> [PROBLEM TO SOLVE]:
What lines below mention the word "TurnRole"? Copy each one.

-=-=-=-=-

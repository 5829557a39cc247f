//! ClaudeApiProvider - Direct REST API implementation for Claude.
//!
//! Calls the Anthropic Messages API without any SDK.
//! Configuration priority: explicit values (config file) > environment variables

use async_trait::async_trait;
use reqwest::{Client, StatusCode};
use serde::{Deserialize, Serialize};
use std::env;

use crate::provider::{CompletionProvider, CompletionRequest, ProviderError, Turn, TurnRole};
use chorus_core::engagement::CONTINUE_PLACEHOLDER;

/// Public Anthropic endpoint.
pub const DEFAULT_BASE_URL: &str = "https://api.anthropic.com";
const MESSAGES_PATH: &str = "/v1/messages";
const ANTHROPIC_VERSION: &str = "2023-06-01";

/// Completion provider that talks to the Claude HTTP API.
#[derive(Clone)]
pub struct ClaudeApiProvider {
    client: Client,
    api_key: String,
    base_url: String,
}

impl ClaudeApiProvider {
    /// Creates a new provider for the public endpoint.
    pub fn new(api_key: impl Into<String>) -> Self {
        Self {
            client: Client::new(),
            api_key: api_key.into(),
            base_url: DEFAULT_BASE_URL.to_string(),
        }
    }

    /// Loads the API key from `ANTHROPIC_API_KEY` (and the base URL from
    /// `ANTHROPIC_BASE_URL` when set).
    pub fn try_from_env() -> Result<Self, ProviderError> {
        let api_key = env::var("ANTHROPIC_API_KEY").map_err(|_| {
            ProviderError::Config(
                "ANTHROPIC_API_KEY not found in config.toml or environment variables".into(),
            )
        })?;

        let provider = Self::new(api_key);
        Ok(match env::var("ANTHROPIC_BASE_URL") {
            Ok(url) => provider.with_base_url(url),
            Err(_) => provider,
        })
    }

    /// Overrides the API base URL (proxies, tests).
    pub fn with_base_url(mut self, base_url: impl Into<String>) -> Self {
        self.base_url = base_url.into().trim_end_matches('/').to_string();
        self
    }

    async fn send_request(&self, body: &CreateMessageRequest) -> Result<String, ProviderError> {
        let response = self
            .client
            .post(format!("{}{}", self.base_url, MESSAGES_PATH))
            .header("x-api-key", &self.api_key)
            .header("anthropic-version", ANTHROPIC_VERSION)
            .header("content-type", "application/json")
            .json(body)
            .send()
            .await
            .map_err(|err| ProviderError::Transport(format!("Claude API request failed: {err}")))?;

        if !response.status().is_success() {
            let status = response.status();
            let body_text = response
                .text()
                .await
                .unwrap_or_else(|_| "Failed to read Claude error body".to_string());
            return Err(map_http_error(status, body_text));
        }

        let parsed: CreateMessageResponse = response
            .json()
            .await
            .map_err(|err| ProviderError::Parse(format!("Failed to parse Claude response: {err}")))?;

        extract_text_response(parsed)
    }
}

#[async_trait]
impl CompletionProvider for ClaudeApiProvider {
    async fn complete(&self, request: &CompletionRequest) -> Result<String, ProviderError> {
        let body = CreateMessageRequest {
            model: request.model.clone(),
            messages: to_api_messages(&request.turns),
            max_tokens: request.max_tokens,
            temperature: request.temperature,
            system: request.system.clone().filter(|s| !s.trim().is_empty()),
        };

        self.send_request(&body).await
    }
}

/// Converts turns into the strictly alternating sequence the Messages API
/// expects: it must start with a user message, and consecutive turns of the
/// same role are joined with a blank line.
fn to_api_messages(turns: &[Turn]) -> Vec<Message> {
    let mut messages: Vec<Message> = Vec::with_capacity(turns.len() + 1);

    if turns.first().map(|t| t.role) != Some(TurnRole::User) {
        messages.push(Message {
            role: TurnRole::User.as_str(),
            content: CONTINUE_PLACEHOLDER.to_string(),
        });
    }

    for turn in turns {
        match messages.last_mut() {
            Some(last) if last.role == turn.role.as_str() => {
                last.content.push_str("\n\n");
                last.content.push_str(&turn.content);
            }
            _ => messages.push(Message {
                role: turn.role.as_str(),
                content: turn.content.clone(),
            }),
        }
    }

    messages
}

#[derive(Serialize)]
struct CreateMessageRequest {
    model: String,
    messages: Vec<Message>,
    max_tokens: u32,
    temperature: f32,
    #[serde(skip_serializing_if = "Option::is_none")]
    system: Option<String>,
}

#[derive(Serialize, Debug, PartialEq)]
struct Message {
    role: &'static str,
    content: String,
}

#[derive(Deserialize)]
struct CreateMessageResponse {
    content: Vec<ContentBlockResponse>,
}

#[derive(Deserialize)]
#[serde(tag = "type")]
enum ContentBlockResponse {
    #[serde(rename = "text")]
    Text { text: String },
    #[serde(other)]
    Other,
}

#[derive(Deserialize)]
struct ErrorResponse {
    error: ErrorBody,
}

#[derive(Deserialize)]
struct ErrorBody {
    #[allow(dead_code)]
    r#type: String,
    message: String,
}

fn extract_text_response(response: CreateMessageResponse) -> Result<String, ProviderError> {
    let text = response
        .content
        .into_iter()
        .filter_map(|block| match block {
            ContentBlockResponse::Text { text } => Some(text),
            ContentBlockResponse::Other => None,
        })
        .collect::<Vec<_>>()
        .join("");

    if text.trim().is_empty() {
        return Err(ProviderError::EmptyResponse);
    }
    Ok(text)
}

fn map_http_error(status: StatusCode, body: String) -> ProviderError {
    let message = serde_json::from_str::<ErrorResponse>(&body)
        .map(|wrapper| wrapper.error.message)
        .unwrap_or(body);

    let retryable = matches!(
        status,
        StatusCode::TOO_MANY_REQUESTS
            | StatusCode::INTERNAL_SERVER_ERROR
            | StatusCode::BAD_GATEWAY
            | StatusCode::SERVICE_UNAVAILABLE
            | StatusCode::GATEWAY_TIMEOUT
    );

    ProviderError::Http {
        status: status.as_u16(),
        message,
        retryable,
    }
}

-=-=-=-=-

> [TASK RESULT]:
use crate::provider::{CompletionProvider, CompletionRequest, ProviderError, Turn, TurnRole};
    if turns.first().map(|t| t.role) != Some(TurnRole::User) {
            role: TurnRole::User.as_str(),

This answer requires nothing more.